If I were a teenager now, reading these types of articles would make me want to go to church.
What we are seeing is the Stepford Wives version of Party Monster. How did these stories about sex and drugs become so, well, vanilla? When did our experiences, as teenagers and young adults, become clickbait for the milquetoast crowd? There are 454 pages of drug articles on VICE alone.
For many of us who partied when we were younger, we never thought to write about our experiences online. We carpooled for miles to get to renegade outdoor festivals. We walked through bad neighborhoods to attend punk shows in basements where 20 local bands would play 5 minute sets. Some of us produced these events on ourselves. We never dreamed that any of this would be “newsworthy.” We were simply doing our thing.

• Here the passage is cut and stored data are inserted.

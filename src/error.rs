//! Unified error handling for the proxyrank crate
//!
//! Domain-specific errors (fetch, probe, storage) are consolidated into a
//! single [`Error`] enum so the run controller and the CLI can share one
//! `Result` type.
//!
//! # Architecture
//!
//! - [`ProxyrankErrorTrait`] - Common interface implemented by all error types
//! - [`ErrorCategory`] - Classification of errors for handling strategies
//! - [`Error`] - Unified error enum wrapping all domain-specific errors
//!
//! # Usage
//!
//! ```rust,ignore
//! use proxyrank::error::{Error, ProxyrankErrorTrait};
//!
//! fn handle_error(err: Error) {
//!     if err.is_recoverable() {
//!         tracing::warn!(error = %err, "retrying");
//!     } else {
//!         tracing::error!(error = %err, category = %err.category(), "giving up");
//!     }
//! }
//! ```

use std::io;
use thiserror::Error;

pub use crate::utils::error::{FetchError, ProbeError, StorageError};

/// Common trait for all proxyrank error types
pub trait ProxyrankErrorTrait: std::error::Error {
    /// Check if this error is recoverable (can be retried)
    fn is_recoverable(&self) -> bool;

    /// Get the error category for handling strategies
    fn category(&self) -> ErrorCategory;
}

/// Classification of errors for handling strategies
#[derive(Debug, Clone, Copy, PartialEq, Eq, Hash)]
pub enum ErrorCategory {
    /// Subscription download and decoding
    Network,
    /// Latency probing
    Probe,
    /// Repository and I/O errors
    Storage,
    /// Other/unknown errors
    Other,
}

impl std::fmt::Display for ErrorCategory {
    fn fmt(&self, f: &mut std::fmt::Formatter<'_>) -> std::fmt::Result {
        match self {
            Self::Network => write!(f, "network"),
            Self::Probe => write!(f, "probe"),
            Self::Storage => write!(f, "storage"),
            Self::Other => write!(f, "other"),
        }
    }
}

/// Unified error type for the proxyrank crate
#[derive(Error, Debug)]
pub enum Error {
    /// Subscription fetch errors
    #[error("Fetch error: {0}")]
    Fetch(#[from] FetchError),

    /// Probe errors
    #[error("Probe error: {0}")]
    Probe(#[from] ProbeError),

    /// Repository errors
    #[error("Storage error: {0}")]
    Storage(#[from] StorageError),

    /// I/O errors
    #[error("I/O error: {0}")]
    Io(#[from] io::Error),

    /// Generic error with context
    #[error("{context}")]
    Other {
        context: String,
        #[source]
        source: Option<Box<dyn std::error::Error + Send + Sync>>,
    },
}

impl ProxyrankErrorTrait for Error {
    fn is_recoverable(&self) -> bool {
        match self {
            Self::Fetch(e) => e.is_recoverable(),
            Self::Probe(e) => !matches!(e, ProbeError::Unsupported(_)),
            Self::Storage(e) => matches!(e, StorageError::Database(_)),
            Self::Io(_) => true,
            Self::Other { .. } => false,
        }
    }

    fn category(&self) -> ErrorCategory {
        match self {
            Self::Fetch(_) => ErrorCategory::Network,
            Self::Probe(_) => ErrorCategory::Probe,
            Self::Storage(_) | Self::Io(_) => ErrorCategory::Storage,
            Self::Other { .. } => ErrorCategory::Other,
        }
    }
}

impl Error {
    /// Create a generic error with context and source
    pub fn with_source(
        context: impl Into<String>,
        source: impl std::error::Error + Send + Sync + 'static,
    ) -> Self {
        Self::Other {
            context: context.into(),
            source: Some(Box::new(source)),
        }
    }
}

// Repository implementations bubble rusqlite errors with `?`
impl From<rusqlite::Error> for Error {
    fn from(err: rusqlite::Error) -> Self {
        Self::Storage(StorageError::Database(err))
    }
}

impl From<serde_json::Error> for Error {
    fn from(err: serde_json::Error) -> Self {
        Self::Storage(StorageError::Serialization(err))
    }
}

impl From<tokio::task::JoinError> for Error {
    fn from(err: tokio::task::JoinError) -> Self {
        Self::with_source("Background task failed", err)
    }
}

/// Result type alias using the unified Error type
pub type Result<T> = std::result::Result<T, Error>;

The way clickbait sites have turned our rebellious lifestyles into a feature is pretty grating. After all, we partied to get away from the mainstream. If a member of the press were to attend our events, we were ready to kick them out. We kept our events private, and this is what made them unique. Many of us went to these parties because we had nowhere else to go, after all. We went from location to location in order to find these secret spots. We eventually found them by catching the other cars that were as lost as we were. We set up our own sound systems in the middle of the woods. We were lucky if we didn’t get busted by the cops, and the best parties always did.

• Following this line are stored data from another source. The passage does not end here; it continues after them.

//! Server-list reconciliation pipeline
//!
//! # Architecture
//!
//! ```text
//! ┌──────────────┐   ┌──────────────┐   ┌──────────────┐   ┌──────────────┐
//! │ Subscription │   │    Dedup     │   │  Concurrent  │   │    Ranker    │
//! │   Fetcher    │──▶│              │──▶│    Prober    │──▶│              │
//! └──────────────┘   └──────────────┘   └──────────────┘   └──────────────┘
//!        │                  │                  │                  │
//!        └──────────────────┴────────┬─────────┴──────────────────┘
//!                                    │
//!                         RunController (RunPhase)
//! ```
//!
//! - [`dedup`] - pure duplicate detection plus repository application
//! - [`prober`] - bounded fan-out of latency probes with progress events
//! - [`ranker`] - latency ordering and best-server selection
//! - [`controller`] - the run state machine that sequences the stages

pub mod controller;
pub mod dedup;
pub mod prober;
pub mod ranker;

pub use controller::{RunController, RunOutcome, RunReport, Snapshot};
pub use dedup::{deduplicate, remove_duplicates, DedupReport};
pub use prober::{ConcurrentProber, ProbeBatch, ProbeProgress, ProbeSummary};
pub use ranker::{rank_order, Ranker};

use tokio::sync::watch;

/// Sender side of a cooperative cancellation signal
#[derive(Debug)]
pub struct CancelHandle {
    tx: watch::Sender<bool>,
}

/// Receiver side of a cooperative cancellation signal
#[derive(Debug, Clone)]
pub struct CancelToken {
    rx: watch::Receiver<bool>,
}

/// Create a linked cancellation handle and token
pub fn cancel_pair() -> (CancelHandle, CancelToken) {
    let (tx, rx) = watch::channel(false);
    (CancelHandle { tx }, CancelToken { rx })
}

impl CancelHandle {
    /// Signal every token linked to this handle
    pub fn cancel(&self) {
        self.tx.send_replace(true);
    }

    /// Another token for the same signal
    pub fn token(&self) -> CancelToken {
        CancelToken {
            rx: self.tx.subscribe(),
        }
    }
}

impl CancelToken {
    /// A token that is never cancelled
    pub fn never() -> Self {
        cancel_pair().1
    }

    pub fn is_cancelled(&self) -> bool {
        *self.rx.borrow()
    }

    /// Resolve once cancellation is requested.
    ///
    /// Never resolves if the handle is dropped without cancelling.
    pub async fn cancelled(&mut self) {
        loop {
            if *self.rx.borrow_and_update() {
                return;
            }
            if self.rx.changed().await.is_err() {
                std::future::pending::<()>().await;
            }
        }
    }
}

The phenomena that I call “mainstream libertinism” is something to be suspicious about.
Bold sexual acts that were once seen as taboo and provocative are now seen as basic entertainment. Where is the kink in that? Where is the thrill?
These people are trying to sound like Hunter S. Thomson in Fear and Loathing in Las Vegas. Instead, they sound like Oprah Winfrey if she were trying to reenact Fifty Shades of Grey. Their articles attract nerds who didn’t get out much when they were younger, and so live vicariously through the gentrification of the scenes that we created. The sacred is now profane, and we are sick of reading about it.

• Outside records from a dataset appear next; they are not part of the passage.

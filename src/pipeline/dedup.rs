//! Duplicate server removal
//!
//! Two servers are duplicates when their protocol kind and parameters are
//! structurally equal; names and ids do not count. The earliest server in
//! stored order survives, later copies are removed.
//!
//! The scan is pairwise (O(n²)) over one group at a time. Groups hold
//! hundreds of servers, not millions; `benches/dedup_bench.rs` tracks the
//! cost if that assumption changes.

use crate::error::Result;
use crate::models::ServerConfig;
use crate::storage::ServerRepository;

/// Ids of servers that duplicate an earlier server, in input order.
///
/// Pure function: nothing is removed here.
pub fn deduplicate(servers: &[ServerConfig]) -> Vec<String> {
    let mut marked = vec![false; servers.len()];
    let mut removals = Vec::new();

    for (i, kept) in servers.iter().enumerate() {
        if marked[i] {
            // Anything equal to a removed server was already marked by its original
            continue;
        }
        for (j, candidate) in servers.iter().enumerate().skip(i + 1) {
            if !marked[j] && kept.is_duplicate_of(candidate) {
                marked[j] = true;
            }
        }
    }

    for (server, removed) in servers.iter().zip(&marked) {
        if *removed {
            removals.push(server.id.clone());
        }
    }

    removals
}

/// Outcome of deduplicating one group
#[derive(Debug, Clone, Default)]
pub struct DedupReport {
    /// Ids removed from the repository
    pub removed: Vec<String>,

    /// Surviving servers in stored order
    pub remaining: Vec<ServerConfig>,
}

/// Deduplicate a group in place and return the survivors
pub async fn remove_duplicates(repo: &dyn ServerRepository, group_id: &str) -> Result<DedupReport> {
    let servers = repo.list_group_configs(group_id).await?;
    let removed = deduplicate(&servers);

    for id in &removed {
        repo.remove_server(id).await?;
    }

    if !removed.is_empty() {
        tracing::info!(group_id, removed = removed.len(), "Removed duplicate servers");
    }

    let remaining = servers
        .into_iter()
        .filter(|server| !removed.contains(&server.id))
        .collect();

    Ok(DedupReport { removed, remaining })
}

Nobody cares about your sex and drugs. We don’t care about how kinky your sex was or how hard your trip was. You are merely displaying how mainstream libertinism has become a plague. You are going to accidentally turn everyone into a straight edge activist. A libertinism that is commonplace is not libertinism at all. If you have to hire a journalist to go to a party, maybe you are doing it wrong. Why not experience the “story” from a first person perspective? It’s like the tourist who never sits down to talk to the locals. How can they truly claim to have traveled?
Not everything needs to be documented, and some things are better when they are not documented at all. It is important to remember when these parties weren’t so damn newsworthy. It was like living in our own little world. We were untouchable by the mainstream press, and we loved it that way. We never wanted our lives to become clickbait. There was a raw power in throwing and attending events that didn’t get any airtime. The more that journalists wrote about these events, the more we felt like we were losing what made them so much fun.
I don’t understand why anyone would want to read about a party that they didn’t attend, (if you want vicarious living why not try VR?) so the point of these articles is lost on me. What I do understand is that mainstream libertinism would have the Marquis de Sade wanting to become a virgin now, full stop. His brain feasted on the art of taboo, and right now being a social conservative is considered taboo. This is why so many young people are becoming conservatives in order to rebel against their Baby Boomer parents. This is why the Paul Jones Watsonses insist that conservatism is the new counterculture.
The new generation has had it with liberalism. While some of their behavior is still a vulgar affair, their revulsion of boomers’ treatment of sex, drugs, and rock n’ roll is an obvious sign of things to come. Sex and drugs are no longer rebellious, as they are consistently thrown in our faces. Instead they are the norm, incessantly promoted by every media outlet and streaming service. They provide less excitement than going to a shooting range, at least in terms of cool points.
To make sex and drugs exciting again, these journalists would need to stop glorifying them on websites read by their Baby Boomer parents. Perhaps everyone could begin taking LSD at church as they worship Jesus, engaging in orgies in which everyone is easily identifiable as a man or a woman. Perhaps then, sex and drugs would take on a new life, and the cool kids would get back involved in the cesspit. I mean moshpit. Whatever.